One can think of perhaps an "exhaustive" search with say God's computer of the loss landscape and pick an arbitrary point among all the points that minimize (or are close to the minimum). Or with our computers we can merely sample. But in both cases, it's hard to see how one would avoid picking "memorization" solutions in the loss landscape. Recall that in an over-parameterized setting, there will be many solutions that have the same low training loss but very different test losses. The reference in my original post [1] shows a nice example with a toy overparameterized linear model (Section 3) where multiple linear models fit the training data but they have very different generalizations. (It also shows why GD ends up picking the better-generalizing solution.)
Now people have argued that the curvature around the solution is a distinguishing factor between well-generalizing solutions and not. Though already now we are moving into the territory of how to sample the space i.e. the specifics of the searching algorithm (a direction you may not like), but even if we press ahead, it's not a satisfactory explanation since in a linear model with L2 loss, the curvature is the same everywhere as Zhang et al. pointed out. So the curvature theories fail for the simplest case already unless one believes that somehow linear models are fundamentally different from deeper and non-linear models.

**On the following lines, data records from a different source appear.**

//! SMTP adapter.
//!
//! Relays messages through an SMTP server over STARTTLS using `lettre`'s
//! tokio transport. The connection is opened lazily on the first send.

use std::time::Duration;

use async_trait::async_trait;
use lettre::message::header::ContentType;
use lettre::message::Mailbox;
use lettre::transport::smtp::authentication::Credentials;
use lettre::{AsyncSmtpTransport, AsyncTransport, Message, Tokio1Executor};

use crate::{errors::AdapterError, models::EmailMessage, MailAdapter};

const SEND_TIMEOUT: Duration = Duration::from_secs(15);

/// Connection settings for [`SmtpAdapter`].
#[derive(Debug, Clone, Default, PartialEq, Eq)]
pub struct SmtpSettings {
    pub host: String,
    pub port: u16,
    pub username: Option<String>,
    pub password: Option<String>,
}

pub struct SmtpAdapter {
    transport: AsyncSmtpTransport<Tokio1Executor>,
    host: String,
}

impl SmtpAdapter {
    pub fn new(settings: &SmtpSettings) -> Result<Self, AdapterError> {
        if settings.host.trim().is_empty() {
            return Err(AdapterError::Configuration("smtp host is empty".into()));
        }
        let mut builder = AsyncSmtpTransport::<Tokio1Executor>::starttls_relay(settings.host.trim())
            .map_err(|e| AdapterError::Configuration(e.to_string()))?
            .port(settings.port)
            .timeout(Some(SEND_TIMEOUT));
        match (&settings.username, &settings.password) {
            (Some(username), Some(password)) => {
                builder = builder.credentials(Credentials::new(username.clone(), password.clone()));
            }
            (Some(_), None) => {
                return Err(AdapterError::Configuration(
                    "smtp username given without a password".into(),
                ))
            }
            _ => {}
        }
        Ok(Self {
            transport: builder.build(),
            host: settings.host.trim().to_string(),
        })
    }

    pub fn host(&self) -> &str {
        &self.host
    }
}

/// Converts to a plain-text MIME message.
pub fn to_mime(message: &EmailMessage) -> Result<Message, AdapterError> {
    message.validate()?;
    let from: Mailbox = message
        .from
        .parse()
        .map_err(|_| AdapterError::InvalidSender(message.from.clone()))?;
    let mut builder = Message::builder()
        .from(from)
        .subject(message.subject.as_str())
        .header(ContentType::TEXT_PLAIN);
    for recipient in &message.to {
        let mailbox: Mailbox = recipient
            .trim()
            .parse()
            .map_err(|_| AdapterError::InvalidRecipient(recipient.clone()))?;
        builder = builder.to(mailbox);
    }
    builder
        .body(message.body.clone())
        .map_err(|e| AdapterError::Delivery(e.to_string()))
}

#[async_trait]
impl MailAdapter for SmtpAdapter {
    fn name(&self) -> &'static str {
        "smtp"
    }

    async fn send(&self, message: &EmailMessage) -> Result<(), AdapterError> {
        let mime = to_mime(message)?;
        self.transport
            .send(mime)
            .await
            .map_err(|e| AdapterError::Delivery(e.to_string()))?;
        log::debug!("relayed mail to {} via {}", message.to.join(","), self.host);
        Ok(())
    }
}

[1] points out other troubling facts about the curvature explanation (Section 12), but one I like more than the others is the following: As per curvature theories the reason for good generalization at the start of the training process is fundamentally different from the reason from good generalization at the end of the training process. (As always, generalization is just the difference between test and training, and so good generalization is when that difference is small; not necessarily that the test loss is small.) At the start of the GD training process curvature theories would not be applicable (we just picked a random point after all) and so they would hold that we get good (in fact, perfect) generalization because we didn't look at the training data. However, at the end of training, they say we have good generalization because we found a shallow minima. This lack of continuity is disconcerting. In contrast, stability based arguments provide a continuous explanation: the longer you run SGD the less stable it is (so don't run it too long and you'll be fine since you'll achieve an acceptable tradeoff between lowering the loss and overfitting).